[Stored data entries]

"""

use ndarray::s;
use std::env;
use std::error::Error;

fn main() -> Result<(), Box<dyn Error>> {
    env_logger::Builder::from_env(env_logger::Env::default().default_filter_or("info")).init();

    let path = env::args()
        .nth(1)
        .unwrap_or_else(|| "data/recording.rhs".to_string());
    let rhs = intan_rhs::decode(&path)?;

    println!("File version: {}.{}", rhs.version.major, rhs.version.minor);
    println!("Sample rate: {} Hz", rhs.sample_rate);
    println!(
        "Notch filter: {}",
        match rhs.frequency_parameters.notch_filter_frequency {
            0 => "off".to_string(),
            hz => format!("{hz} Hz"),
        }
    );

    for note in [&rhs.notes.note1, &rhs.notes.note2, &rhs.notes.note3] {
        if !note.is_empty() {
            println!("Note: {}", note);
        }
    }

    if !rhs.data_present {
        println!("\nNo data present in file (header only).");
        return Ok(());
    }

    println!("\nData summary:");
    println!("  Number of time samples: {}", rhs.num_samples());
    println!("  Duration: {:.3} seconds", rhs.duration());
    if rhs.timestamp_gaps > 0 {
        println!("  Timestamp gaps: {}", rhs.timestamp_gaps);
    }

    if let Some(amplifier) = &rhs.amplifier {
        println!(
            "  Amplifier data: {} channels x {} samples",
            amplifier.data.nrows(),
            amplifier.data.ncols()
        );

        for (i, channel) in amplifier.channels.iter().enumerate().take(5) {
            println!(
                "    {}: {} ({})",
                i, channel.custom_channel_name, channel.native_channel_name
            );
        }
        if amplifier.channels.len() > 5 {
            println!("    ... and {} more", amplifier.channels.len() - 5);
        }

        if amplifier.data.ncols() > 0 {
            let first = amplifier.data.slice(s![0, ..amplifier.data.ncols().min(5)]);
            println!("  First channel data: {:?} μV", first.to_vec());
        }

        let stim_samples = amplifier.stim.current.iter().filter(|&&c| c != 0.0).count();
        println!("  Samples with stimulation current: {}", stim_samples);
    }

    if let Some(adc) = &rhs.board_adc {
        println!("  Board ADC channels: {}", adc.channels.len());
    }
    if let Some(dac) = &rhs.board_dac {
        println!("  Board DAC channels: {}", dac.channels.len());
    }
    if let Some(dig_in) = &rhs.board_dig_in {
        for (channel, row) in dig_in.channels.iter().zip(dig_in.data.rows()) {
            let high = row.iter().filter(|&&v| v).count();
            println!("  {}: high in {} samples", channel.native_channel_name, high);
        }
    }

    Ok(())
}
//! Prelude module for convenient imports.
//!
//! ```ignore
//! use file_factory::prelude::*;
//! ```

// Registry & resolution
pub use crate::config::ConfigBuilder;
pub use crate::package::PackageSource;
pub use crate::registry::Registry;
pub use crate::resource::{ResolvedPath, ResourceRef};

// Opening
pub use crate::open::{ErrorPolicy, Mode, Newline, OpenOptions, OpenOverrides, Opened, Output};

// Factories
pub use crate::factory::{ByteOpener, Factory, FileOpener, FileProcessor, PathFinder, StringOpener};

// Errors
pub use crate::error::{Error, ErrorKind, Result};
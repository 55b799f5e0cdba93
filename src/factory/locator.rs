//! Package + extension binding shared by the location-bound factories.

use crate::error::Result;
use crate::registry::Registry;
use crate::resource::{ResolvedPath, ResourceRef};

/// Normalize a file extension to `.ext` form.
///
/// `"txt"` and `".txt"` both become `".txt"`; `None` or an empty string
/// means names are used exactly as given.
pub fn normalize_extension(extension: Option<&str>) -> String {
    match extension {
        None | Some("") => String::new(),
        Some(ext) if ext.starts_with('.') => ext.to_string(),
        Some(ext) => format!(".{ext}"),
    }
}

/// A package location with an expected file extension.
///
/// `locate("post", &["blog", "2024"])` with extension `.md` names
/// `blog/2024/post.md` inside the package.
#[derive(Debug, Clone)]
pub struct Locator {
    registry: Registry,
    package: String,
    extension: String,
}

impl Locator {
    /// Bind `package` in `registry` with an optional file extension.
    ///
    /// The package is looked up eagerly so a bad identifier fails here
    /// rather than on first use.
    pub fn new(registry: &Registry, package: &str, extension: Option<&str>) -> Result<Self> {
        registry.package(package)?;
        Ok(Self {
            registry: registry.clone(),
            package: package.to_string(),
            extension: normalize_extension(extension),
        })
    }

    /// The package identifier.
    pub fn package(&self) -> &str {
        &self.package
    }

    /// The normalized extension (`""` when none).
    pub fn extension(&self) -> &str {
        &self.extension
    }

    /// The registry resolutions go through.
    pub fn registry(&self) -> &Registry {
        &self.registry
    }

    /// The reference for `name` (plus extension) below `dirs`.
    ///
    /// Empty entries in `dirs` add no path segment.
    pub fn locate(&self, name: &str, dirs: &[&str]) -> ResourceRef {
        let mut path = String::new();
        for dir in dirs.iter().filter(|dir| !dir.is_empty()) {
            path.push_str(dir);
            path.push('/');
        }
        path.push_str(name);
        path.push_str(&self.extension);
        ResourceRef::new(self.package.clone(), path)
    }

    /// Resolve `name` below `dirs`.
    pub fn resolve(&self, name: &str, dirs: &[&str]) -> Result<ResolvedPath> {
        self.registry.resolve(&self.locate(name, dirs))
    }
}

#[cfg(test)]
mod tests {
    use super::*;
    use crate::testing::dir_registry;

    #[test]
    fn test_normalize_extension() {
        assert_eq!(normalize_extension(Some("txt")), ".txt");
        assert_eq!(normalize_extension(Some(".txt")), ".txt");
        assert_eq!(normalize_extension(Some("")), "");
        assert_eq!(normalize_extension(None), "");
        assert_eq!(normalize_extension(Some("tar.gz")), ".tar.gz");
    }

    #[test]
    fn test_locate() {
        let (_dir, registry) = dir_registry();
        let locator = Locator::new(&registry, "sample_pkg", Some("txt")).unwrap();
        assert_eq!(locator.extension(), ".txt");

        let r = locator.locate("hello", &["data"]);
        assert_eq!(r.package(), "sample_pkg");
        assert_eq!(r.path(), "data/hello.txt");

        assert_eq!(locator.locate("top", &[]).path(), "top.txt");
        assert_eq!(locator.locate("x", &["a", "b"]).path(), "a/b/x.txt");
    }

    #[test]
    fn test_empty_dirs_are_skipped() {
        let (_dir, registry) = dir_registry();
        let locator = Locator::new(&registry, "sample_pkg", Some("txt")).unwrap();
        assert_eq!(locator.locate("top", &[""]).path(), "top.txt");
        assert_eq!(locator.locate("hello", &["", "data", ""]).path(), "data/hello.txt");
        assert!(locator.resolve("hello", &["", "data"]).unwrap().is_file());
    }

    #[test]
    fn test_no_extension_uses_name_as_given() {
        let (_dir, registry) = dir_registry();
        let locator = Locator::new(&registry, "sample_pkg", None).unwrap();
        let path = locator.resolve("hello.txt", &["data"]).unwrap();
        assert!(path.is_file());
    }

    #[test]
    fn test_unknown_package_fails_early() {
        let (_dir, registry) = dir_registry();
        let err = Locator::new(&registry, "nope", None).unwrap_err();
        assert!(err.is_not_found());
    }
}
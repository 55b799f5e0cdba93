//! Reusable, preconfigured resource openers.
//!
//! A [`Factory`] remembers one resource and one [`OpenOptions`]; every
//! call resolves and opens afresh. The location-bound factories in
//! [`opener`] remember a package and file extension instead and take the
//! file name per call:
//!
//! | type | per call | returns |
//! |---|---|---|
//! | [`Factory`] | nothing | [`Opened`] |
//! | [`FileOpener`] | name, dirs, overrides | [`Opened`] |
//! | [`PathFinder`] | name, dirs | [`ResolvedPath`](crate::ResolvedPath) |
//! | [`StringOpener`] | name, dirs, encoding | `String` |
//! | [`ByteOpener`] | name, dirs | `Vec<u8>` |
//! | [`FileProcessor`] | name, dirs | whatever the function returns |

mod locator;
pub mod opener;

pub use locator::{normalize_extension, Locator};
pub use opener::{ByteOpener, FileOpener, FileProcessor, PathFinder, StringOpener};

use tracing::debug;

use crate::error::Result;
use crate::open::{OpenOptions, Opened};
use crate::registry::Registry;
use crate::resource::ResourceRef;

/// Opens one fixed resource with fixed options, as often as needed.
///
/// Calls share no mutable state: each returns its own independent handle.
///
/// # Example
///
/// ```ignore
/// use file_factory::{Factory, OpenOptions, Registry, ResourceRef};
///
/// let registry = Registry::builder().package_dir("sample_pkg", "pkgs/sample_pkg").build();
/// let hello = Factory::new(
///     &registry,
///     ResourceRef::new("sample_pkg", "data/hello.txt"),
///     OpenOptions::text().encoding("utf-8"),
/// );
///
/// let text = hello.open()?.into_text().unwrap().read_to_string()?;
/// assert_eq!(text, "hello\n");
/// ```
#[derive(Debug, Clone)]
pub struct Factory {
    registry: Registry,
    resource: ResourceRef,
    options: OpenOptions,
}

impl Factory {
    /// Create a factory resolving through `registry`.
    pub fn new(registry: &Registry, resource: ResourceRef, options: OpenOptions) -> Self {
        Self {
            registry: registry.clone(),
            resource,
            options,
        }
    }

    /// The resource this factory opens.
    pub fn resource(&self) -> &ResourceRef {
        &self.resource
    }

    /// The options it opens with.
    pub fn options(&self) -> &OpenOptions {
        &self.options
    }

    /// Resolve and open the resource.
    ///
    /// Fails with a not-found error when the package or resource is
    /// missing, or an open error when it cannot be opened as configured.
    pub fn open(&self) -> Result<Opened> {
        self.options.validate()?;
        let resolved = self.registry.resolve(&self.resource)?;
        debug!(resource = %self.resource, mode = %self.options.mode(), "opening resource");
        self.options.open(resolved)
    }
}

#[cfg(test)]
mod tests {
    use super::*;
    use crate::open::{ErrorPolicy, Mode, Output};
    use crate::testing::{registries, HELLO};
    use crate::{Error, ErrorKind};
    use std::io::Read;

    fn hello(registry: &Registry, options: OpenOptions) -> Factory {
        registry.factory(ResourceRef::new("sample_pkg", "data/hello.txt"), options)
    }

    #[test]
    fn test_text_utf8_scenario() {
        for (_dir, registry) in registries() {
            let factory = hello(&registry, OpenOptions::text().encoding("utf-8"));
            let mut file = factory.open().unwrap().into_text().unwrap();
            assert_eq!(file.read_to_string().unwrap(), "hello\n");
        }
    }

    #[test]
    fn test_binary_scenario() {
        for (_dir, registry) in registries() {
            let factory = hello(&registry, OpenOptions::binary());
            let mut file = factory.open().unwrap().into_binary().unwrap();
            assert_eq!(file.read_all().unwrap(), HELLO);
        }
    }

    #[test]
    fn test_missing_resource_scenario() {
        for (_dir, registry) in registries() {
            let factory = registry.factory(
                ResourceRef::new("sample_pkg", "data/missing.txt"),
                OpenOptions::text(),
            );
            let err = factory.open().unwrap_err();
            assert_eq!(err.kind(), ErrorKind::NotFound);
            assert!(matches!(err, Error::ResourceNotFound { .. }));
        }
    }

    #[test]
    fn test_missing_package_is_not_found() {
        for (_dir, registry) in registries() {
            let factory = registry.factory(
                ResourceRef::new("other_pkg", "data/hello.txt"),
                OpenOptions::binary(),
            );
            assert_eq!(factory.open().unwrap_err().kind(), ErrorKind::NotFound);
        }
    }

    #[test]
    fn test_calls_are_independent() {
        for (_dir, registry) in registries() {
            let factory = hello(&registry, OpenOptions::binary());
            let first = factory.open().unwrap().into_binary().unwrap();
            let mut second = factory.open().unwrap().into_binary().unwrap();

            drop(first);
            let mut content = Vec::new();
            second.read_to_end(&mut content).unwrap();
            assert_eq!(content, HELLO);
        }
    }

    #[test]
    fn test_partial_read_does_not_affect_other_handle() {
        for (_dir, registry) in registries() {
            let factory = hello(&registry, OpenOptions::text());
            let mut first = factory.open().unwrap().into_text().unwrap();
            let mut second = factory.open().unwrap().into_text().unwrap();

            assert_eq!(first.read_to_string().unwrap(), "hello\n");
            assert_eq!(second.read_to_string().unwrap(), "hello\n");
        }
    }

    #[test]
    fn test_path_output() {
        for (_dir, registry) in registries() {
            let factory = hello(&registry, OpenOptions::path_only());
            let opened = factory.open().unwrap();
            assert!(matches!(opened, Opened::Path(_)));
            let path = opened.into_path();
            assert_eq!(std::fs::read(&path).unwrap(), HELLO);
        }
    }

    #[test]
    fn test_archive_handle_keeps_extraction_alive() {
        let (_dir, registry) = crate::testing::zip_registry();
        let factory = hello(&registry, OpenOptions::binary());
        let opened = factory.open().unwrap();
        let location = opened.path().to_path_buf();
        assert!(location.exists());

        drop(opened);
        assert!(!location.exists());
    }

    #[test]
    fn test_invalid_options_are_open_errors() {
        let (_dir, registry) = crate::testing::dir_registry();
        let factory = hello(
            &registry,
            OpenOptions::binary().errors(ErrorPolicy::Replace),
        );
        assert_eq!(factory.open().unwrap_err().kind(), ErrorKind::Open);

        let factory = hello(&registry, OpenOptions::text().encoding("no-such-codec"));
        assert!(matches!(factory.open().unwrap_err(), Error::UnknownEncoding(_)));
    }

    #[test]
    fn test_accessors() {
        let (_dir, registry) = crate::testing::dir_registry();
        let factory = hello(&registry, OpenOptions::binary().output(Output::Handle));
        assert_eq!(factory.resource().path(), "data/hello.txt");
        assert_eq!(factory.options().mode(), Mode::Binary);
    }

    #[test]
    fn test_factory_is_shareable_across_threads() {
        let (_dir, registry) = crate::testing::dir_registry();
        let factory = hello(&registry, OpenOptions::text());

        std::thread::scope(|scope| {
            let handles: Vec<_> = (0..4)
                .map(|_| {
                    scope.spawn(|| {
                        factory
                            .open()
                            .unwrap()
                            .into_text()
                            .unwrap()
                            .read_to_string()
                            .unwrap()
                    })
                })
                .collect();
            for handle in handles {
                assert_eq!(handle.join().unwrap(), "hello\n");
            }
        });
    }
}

"""

- [EXERCISE INSTRUCTIONS] Go through the entries above and say how many lines include the word "handles". Give the number only.

- [YOUR RESPONSE] 2